When your design is in need of precise lines, shapes, measurements and scaling - all the things that allow you to keep those real-life dimensions and estimates accurate - our Precision tools have you covered.

If you tap the Precision button on the canvas, you’ll see some options expand beneath the menu - Grid, Snap, Measure and Guide. We’ll also discuss setting Scale to your drawings and plans.

Grid

The grid is a smart underlayment to your canvas that allows you to not only visually use the grid, but interact with it via Snap. Tap Grid under Precision to turn it on or off. Tap the label with the grid name next to the Grid button to bring up the Workspace menu (also found in Settings) and edit your grid type.

Concepts has five grid types: Dot Grid, Graph Paper, Lined Paper, Isometric Grid and Triangle Grid. Tap the active grid or tap the “Edit Grid” button to choose and edit your grid presets.

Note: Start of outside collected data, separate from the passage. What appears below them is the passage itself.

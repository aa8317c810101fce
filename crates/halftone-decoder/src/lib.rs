//! Halftone decoder
//!
//! Decompression pipeline: artifact header, Huffman tree and payload, reshape
//! into the coefficient matrix, inverse block pass (dequantization and IDCT per
//! tile).

use halftone_bitstream::{HuffmanDecoder, StreamStatus, WordReader};
use halftone_color::luminance_to_grid;
use halftone_core::*;
use halftone_headers::ArtifactHeader;
use halftone_transform::{reshape_coefficients, BlockProcessor, QuantPreset};
use std::fs::File;
use std::io::{BufReader, ErrorKind, Read};
use std::path::Path;

/// Decoder options
///
/// The quantization preset is not stored in the artifact and must match the one
/// used for compression.
#[derive(Debug, Clone)]
pub struct DecoderOptions {
    pub quant_preset: QuantPreset,
    pub parallel: bool,
    /// Dimensions of a headerless artifact. When set, the artifact is expected to
    /// start directly with the tree section.
    pub dimensions: Option<Dimensions>,
}

impl Default for DecoderOptions {
    fn default() -> Self {
        Self {
            quant_preset: QuantPreset::Standard,
            parallel: true,
            dimensions: None,
        }
    }
}

impl DecoderOptions {
    pub fn new() -> Self {
        Self::default()
    }

    pub fn quant_preset(mut self, preset: QuantPreset) -> Self {
        self.quant_preset = preset;
        self
    }

    pub fn parallel(mut self, parallel: bool) -> Self {
        self.parallel = parallel;
        self
    }

    /// Decode headerless artifacts with these dimensions
    pub fn dimensions(mut self, dimensions: Dimensions) -> Self {
        self.dimensions = Some(dimensions);
        self
    }
}

/// A decompressed image
#[derive(Debug, Clone)]
pub struct DecodedImage {
    /// Reconstructed luminance, real parts only
    pub luminance: ComplexMatrix,
    /// [`StreamStatus::Truncated`] when missing coefficients were zero-filled
    pub status: StreamStatus,
    /// Payload words found after the last coefficient
    pub surplus_words: usize,
}

impl DecodedImage {
    pub fn dimensions(&self) -> Dimensions {
        self.luminance.dimensions()
    }

    pub fn is_truncated(&self) -> bool {
        !self.status.is_complete()
    }

    /// True when the artifact carried data past its last coefficient
    pub fn has_trailing_data(&self) -> bool {
        self.surplus_words > 0
    }

    /// Rounded, clamped gray pixels
    pub fn to_pixel_grid(&self) -> CodecResult<PixelGrid> {
        luminance_to_grid(&self.luminance)
    }
}

/// Halftone decoder
#[derive(Debug, Clone, Default)]
pub struct HalftoneDecoder {
    options: DecoderOptions,
}

impl HalftoneDecoder {
    pub fn new(options: DecoderOptions) -> Self {
        Self { options }
    }

    pub fn options(&self) -> &DecoderOptions {
        &self.options
    }

    /// Decode from a file
    ///
    /// A missing file is reported as [`CodecError::NotFound`].
    pub fn decode_file<P: AsRef<Path>>(&self, path: P) -> CodecResult<DecodedImage> {
        let path = path.as_ref();
        let file = File::open(path).map_err(|e| match e.kind() {
            ErrorKind::NotFound => CodecError::NotFound(path.display().to_string()),
            _ => CodecError::Io(e),
        })?;
        self.decode(BufReader::new(file))
    }

    /// Decode an in-memory artifact
    pub fn decode_bytes(&self, artifact: &[u8]) -> CodecResult<DecodedImage> {
        self.decode(artifact)
    }

    /// Decode from a reader
    ///
    /// A truncated payload is zero-filled only while at least as many coefficients
    /// were decoded as are missing; a shorter payload is
    /// [`CodecError::InvalidBitstream`].
    pub fn decode<R: Read>(&self, mut reader: R) -> CodecResult<DecodedImage> {
        let header = match self.options.dimensions {
            Some(dimensions) => ArtifactHeader::new(dimensions)?,
            None => ArtifactHeader::read_from(&mut reader)?,
        };
        let dimensions = header.dimensions;
        let expected = header.coefficient_count();

        let mut huffman = HuffmanDecoder::new();
        huffman.load_tree(&mut reader)?;
        let announced = huffman.expected_symbols().unwrap_or(0);
        if announced != expected as u64 {
            return Err(CodecError::InvalidBitstream(format!(
                "{} coefficients announced for a {}x{} matrix",
                announced, dimensions.width, dimensions.height
            )));
        }

        for word in WordReader::new(reader) {
            huffman.feed_word(word?)?;
        }
        let stream = huffman.finish()?;

        let mut symbols = stream.symbols;
        if let StreamStatus::Truncated {
            missing_symbols, ..
        } = stream.status
        {
            if missing_symbols > symbols.len() as u64 {
                return Err(CodecError::InvalidBitstream(format!(
                    "only {} of {} coefficients present",
                    symbols.len(),
                    expected
                )));
            }
            log::warn!(
                "zero-filling {} missing coefficients of a {}x{} matrix",
                missing_symbols,
                dimensions.width,
                dimensions.height
            );
            symbols.resize(expected, 0);
        }

        let coefficients = reshape_coefficients(&symbols, dimensions)?;
        let processor =
            BlockProcessor::new(self.options.quant_preset).parallel(self.options.parallel);
        let luminance = processor.process(&coefficients, Direction::Inverse);
        log::debug!(
            "decoded {}x{} luminance ({:?})",
            dimensions.width,
            dimensions.height,
            stream.status
        );

        Ok(DecodedImage {
            luminance,
            status: stream.status,
            surplus_words: stream.surplus_words,
        })
    }
}

#[cfg(test)]
mod tests {
    use super::*;
    use halftone_encoder::{EncoderOptions, HalftoneEncoder};

    fn gray_grid(width: u32, height: u32, value: u8) -> PixelGrid {
        PixelGrid::filled(Dimensions::new(width, height), Rgb::gray(value)).unwrap()
    }

    #[test]
    fn test_constant_round_trip() {
        let artifact = HalftoneEncoder::default()
            .compress(&gray_grid(16, 8, 100))
            .unwrap();
        let decoded = HalftoneDecoder::default().decode_bytes(&artifact).unwrap();

        assert_eq!(decoded.dimensions(), Dimensions::new(16, 8));
        assert!(!decoded.is_truncated());
        let grid = decoded.to_pixel_grid().unwrap();
        assert!(grid.pixels().iter().all(|&p| p == Rgb::gray(100)));
    }

    #[test]
    fn test_headerless_needs_dimensions() {
        let encoder = HalftoneEncoder::new(EncoderOptions::default().write_header(false));
        let artifact = encoder.compress(&gray_grid(8, 16, 200)).unwrap();

        let options = DecoderOptions::default().dimensions(Dimensions::new(8, 16));
        let decoder = HalftoneDecoder::new(options);
        let decoded = decoder.decode_bytes(&artifact).unwrap();
        assert_eq!(decoded.dimensions(), Dimensions::new(8, 16));
        assert!((decoded.luminance.re(3, 12) - 200.0).abs() < 1e-6);

        // Wrong dimensions disagree with the announced symbol count
        let options = DecoderOptions::default().dimensions(Dimensions::new(8, 8));
        let decoder = HalftoneDecoder::new(options);
        assert!(matches!(
            decoder.decode_bytes(&artifact),
            Err(CodecError::InvalidBitstream(_))
        ));
    }

    #[test]
    fn test_supplied_dimensions_must_be_whole_tiles() {
        let options = DecoderOptions::default().dimensions(Dimensions::new(10, 8));
        let decoder = HalftoneDecoder::new(options);
        assert!(matches!(
            decoder.decode_bytes(&[0; 16]),
            Err(CodecError::InvalidDimensions { .. })
        ));
    }

    #[test]
    fn test_truncated_payload_is_zero_filled() {
        let mut image = gray_grid(16, 16, 0);
        for y in 0..16 {
            for x in 0..16 {
                image.set_pixel(x, y, Rgb::gray(((x * 16) ^ (y * 9)) as u8));
            }
        }
        let mut artifact = HalftoneEncoder::default().compress(&image).unwrap();
        artifact.truncate(artifact.len() - 4);

        let decoded = HalftoneDecoder::default().decode_bytes(&artifact).unwrap();
        assert!(decoded.is_truncated());
        assert_eq!(decoded.dimensions(), Dimensions::new(16, 16));
    }

    #[test]
    fn test_mostly_missing_payload_rejected() {
        // 2048x2048 header, 4194304 symbols announced, single-leaf tree, no payload
        let mut artifact = vec![0, 0, 8, 0, 0, 0, 8, 0];
        artifact.extend_from_slice(&4_194_304u32.to_be_bytes());
        artifact.extend_from_slice(&[0, 0, 0, 1, 1, 0, 0, 0, 0]);
        assert_eq!(artifact.len(), 21);

        assert!(matches!(
            HalftoneDecoder::default().decode_bytes(&artifact),
            Err(CodecError::InvalidBitstream(_))
        ));
    }

    #[test]
    fn test_oversized_header_rejected() {
        let mut artifact = vec![0, 0, 0xFF, 0xF8, 0, 0, 0xFF, 0xF8];
        artifact.extend_from_slice(&[0; 16]);
        assert!(matches!(
            HalftoneDecoder::default().decode_bytes(&artifact),
            Err(CodecError::InvalidDimensions { .. })
        ));
    }

    #[test]
    fn test_trailing_words_reported() {
        let encoder = HalftoneEncoder::default();
        let mut artifact = encoder.compress(&gray_grid(8, 8, 100)).unwrap();
        let clean = HalftoneDecoder::default().decode_bytes(&artifact).unwrap();
        assert!(!clean.has_trailing_data());

        artifact.extend_from_slice(&[0xAB; 4]);
        let decoded = HalftoneDecoder::default().decode_bytes(&artifact).unwrap();
        assert!(decoded.has_trailing_data());
        assert_eq!(decoded.surplus_words, 1);
        assert_eq!(decoded.luminance, clean.luminance);
    }

    #[test]
    fn test_ragged_payload_rejected() {
        let mut artifact = HalftoneEncoder::default()
            .compress(&gray_grid(8, 8, 10))
            .unwrap();
        artifact.push(0);
        assert!(matches!(
            HalftoneDecoder::default().decode_bytes(&artifact),
            Err(CodecError::InvalidBitstream(_))
        ));
    }

    #[test]
    fn test_missing_file() {
        let path = std::env::temp_dir().join("halftone-decoder-missing-artifact.bin");
        assert!(matches!(
            HalftoneDecoder::default().decode_file(&path),
            Err(CodecError::NotFound(_))
        ));
    }
}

Depending on the grid type, you can edit:

  • Spacing – The distance between the main lines/dots.
  • Divisions – Determine how many subdivisions there are between the major lines. Set value to 1 to only show the main lines. Available for Graph Paper and Lined Paper grids.
  • Color – Select automatic to allow your color to adapt to the canvas (for example, the color will differ between white and dark print), or choose a custom color.
  • Opacity – Set the opacity of the grid. This option is available when using a custom color.
  • Orientation – Set the orientation of the grid to landscape or portrait. This is useful if you for example want to use vertical lines for Lined paper. Available for Lined Paper, Isometric Grid and Triangle Grid.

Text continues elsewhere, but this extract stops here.